Juvenile Granulosa Cell Ovarian Tumour- Case Study with Radio-pathological Correlation

Background: Sex cord stromal tumour (SCST) is a less common ovarian neoplasm constituting around 8% of all ovarian malignancies. The commonest SCST is granulosa cell tumor. The adult subtype constitutes the majority (95%) cases in contrast to the juvenile subtype seen in only 5% of granulosa cell tumors. Case presentation: The following report is of a juvenile granulosa cell tumor (JGCT) in a 20 years old unmarried lady, who complained of pain abdomen and irregular menstruation with passage of clots and dysmenorrhea for 2 months.

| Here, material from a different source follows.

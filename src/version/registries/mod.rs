//! Registry implementations for fetching package versions

pub mod npm;

pub use npm::NpmRegistry;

Ultrasound pelvis showed enlarged right ovary with increased vascularity, possibly secondary to torsion -detorsion sequence. The relevant tumor markers, Prolactin and Beta HCG were within normal limits. MRI pelvis showed a heterogeneously enhancing solid lesion with necrotic and hemorrhagic areas in right ovary, likely suggestive of germ cell tumor. Surgical intervention, right salpingo-oophorectomy was done and ovarian mass of ~ 6 × 5 × 4 cm was resected. HPE showed features suggestive of malignant ovarian neoplasm with differentials of SCST/ germ cell tumor. IHC showed features suggestive of JGCT. Conclusion: JGCT has nonspecific radiological features and prognosis corelates with the stage of the tumor at diagnosis which emphasizes the need for an early diagnosis.